In the affiliate model, non-technical customers can run their own campaigns using the platform and get to keep 60 percent of the profits. Affiliates get access to easy-to-use management tools, Cerber's Bitcoin laundering system, as well as the ransomware itself. Each day, eight new Cerber ransomware campaigns are launched, she said, with over 150 affiliates at current count.
By comparison, she said, the other major brand of ransomware common today is Locky.
"With Locky, there is just one team of threat actors," she said. "They don't share their malware with anyone else so all the income goes to them. With Cerber, it acts like a business that has branches all over."
In addition to their 60 percent cut, there is also a 5 percent referral bonus for affiliates who recruit new members.
"My assumption is that this means that there will be more and more such services, more and more attacks, even more than today," she said.
Check Point gathered this data by identifying the IP addresses that infected computers used to communicate with their command-and-control centers.
"It's pretty easy to intercept this traffic," Horowitz said. "Then you can really get the details of who the targets are and which campaigns are currently running."
For example, Check Point was able to determine that the malware authors are probably based in or near Russia.
"There are no infections in Russian-speaking countries," she said. "And in the configuration of the ransomware, the authors, as default, chose not to operate on machines or PCs that have Russian as their default language."
By not infecting the machines of users in Russia, the authors may be attempting to evade law enforcement in that country, she said.
In addition, Check Point was able to extract the the unique Bitcoin wallet identifiers assigned to each victim in order to track how many actually paid the ransom, and then to follow the money from those wallets to one central wallet, then to a network of other wallets that are part of a Bitcoin mixing service, and then finally to their destinations.

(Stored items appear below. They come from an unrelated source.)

use clap::{Parser, Subcommand};
use std::path::PathBuf;

/// Get the default data directory for ticket-board
/// Uses platform-specific data directories:
/// - Linux: ~/.local/share/ticket-board
/// - macOS: ~/Library/Application Support/ticket-board
/// - Windows: %APPDATA%/ticket-board
pub fn default_data_dir() -> PathBuf {
    dirs::data_dir().map(|p| p.join("ticket-board")).unwrap_or_else(|| PathBuf::from(".ticket-board"))
}

/// Narrowest console table we will lay out
const MIN_CONSOLE_WIDTH: usize = 40;

#[derive(Parser, Debug, Clone)]
#[command(name = "ticket-board")]
#[command(about = "Repair-ticket worklist: chat commands in, rendered table out")]
#[command(version)]
pub struct CliArgs {
    /// TOML configuration file
    #[arg(long, short = 'c', value_name = "PATH", global = true)]
    pub config: Option<PathBuf>,

    /// Workbook JSON file holding the ticket and profile sheets
    /// Default: ~/.local/share/ticket-board/workbook.json (Linux)
    #[arg(long, value_name = "PATH", global = true)]
    pub store: Option<PathBuf>,

    /// TrueType/OpenType font for the rendered table
    /// Falls back to the system sans-serif font when missing
    #[arg(long, value_name = "PATH", global = true)]
    pub font: Option<PathBuf>,

    /// Keep the rendered PNG at this path instead of a temporary file
    #[arg(long, short = 'o', value_name = "PATH", global = true)]
    pub output: Option<PathBuf>,

    /// Print replies to the console instead of uploading and replying
    #[arg(long, global = true)]
    pub no_deliver: bool,

    /// Handle the message against an in-memory copy of the workbook;
    /// nothing is written back
    #[arg(long, global = true)]
    pub dry_run: bool,

    /// Override console width for testing (default: auto-detect)
    #[arg(long, value_name = "COLUMNS", global = true)]
    pub console_width: Option<usize>,

    #[command(subcommand)]
    pub command: Commands,
}

#[derive(Subcommand, Debug, Clone, PartialEq, Eq)]
pub enum Commands {
    /// Handle one chat message, exactly as if it arrived from the channel
    /// Example: ticket-board handle "StoreA 報修 冷氣漏水"
    Handle {
        /// Message text; multiple words are joined with spaces
        #[arg(required = true, num_args = 1..)]
        text: Vec<String>,
    },

    /// Render the full worklist table
    Show,

    /// Print the open worklist to the console
    List,

    /// Renumber open tickets 1..N in sheet order without other changes
    Resequence,

    /// Create an empty workbook with header rows
    Init,

    /// Load store profiles from a file of `store,model,phone,address` lines
    ImportProfiles {
        #[arg(value_name = "FILE")]
        file: PathBuf,
    },

    /// Verify and dispatch a webhook delivery saved to a file
    Webhook {
        /// Raw request body
        #[arg(long, value_name = "FILE")]
        body: PathBuf,

        /// Value of the signature header
        #[arg(long, value_name = "SIG")]
        signature: String,
    },
}

impl CliArgs {
    /// Parse command-line arguments
    pub fn parse_args() -> Self {
        CliArgs::parse()
    }

    /// Validate argument combinations
    pub fn validate(&self) -> Result<(), String> {
        if let Some(width) = self.console_width
            && width < MIN_CONSOLE_WIDTH
        {
            return Err(format!("--console-width must be at least {}", MIN_CONSOLE_WIDTH));
        }

        // The webhook path always answers on the channel
        if self.no_deliver && matches!(self.command, Commands::Webhook { .. }) {
            return Err("Cannot use --no-deliver with the webhook command".to_string());
        }

        if self.dry_run && !matches!(self.command, Commands::Handle { .. } | Commands::Show) {
            return Err("--dry-run only applies to the handle and show commands".to_string());
        }

        if let Some(ref output) = self.output
            && output.is_dir()
        {
            return Err(format!("--output must be a file path, not a directory: {}", output.display()));
        }

        Ok(())
    }

    /// Message text for `handle`, words joined back together
    pub fn handle_text(&self) -> Option<String> {
        match &self.command {
            Commands::Handle { text } => Some(text.join(" ")),
            _ => None,
        }
    }

    /// Does this command touch the channel or image host?
    pub fn needs_delivery(&self) -> bool {
        match self.command {
            Commands::Handle { .. } | Commands::Show => !self.no_deliver,
            Commands::Webhook { .. } => true,
            Commands::List | Commands::Resequence | Commands::Init | Commands::ImportProfiles { .. } => false,
        }
    }
}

"We followed these hundreds of thousands of different wallets," she said. "I think that this is the first time that security researchers can say for sure what percentage of victims pay the ransom."
it was surprising how few people paid the ransom, she said. Previous estimates by other researchers have put payment rates at much higher levels.
"But it still gives the threat actors enough money," she added.
When analyzing the Cerber malware, Check Point also found a vulnerability in its decryption mechanism.
The company has published a decryption tool that exploits this vulnerability.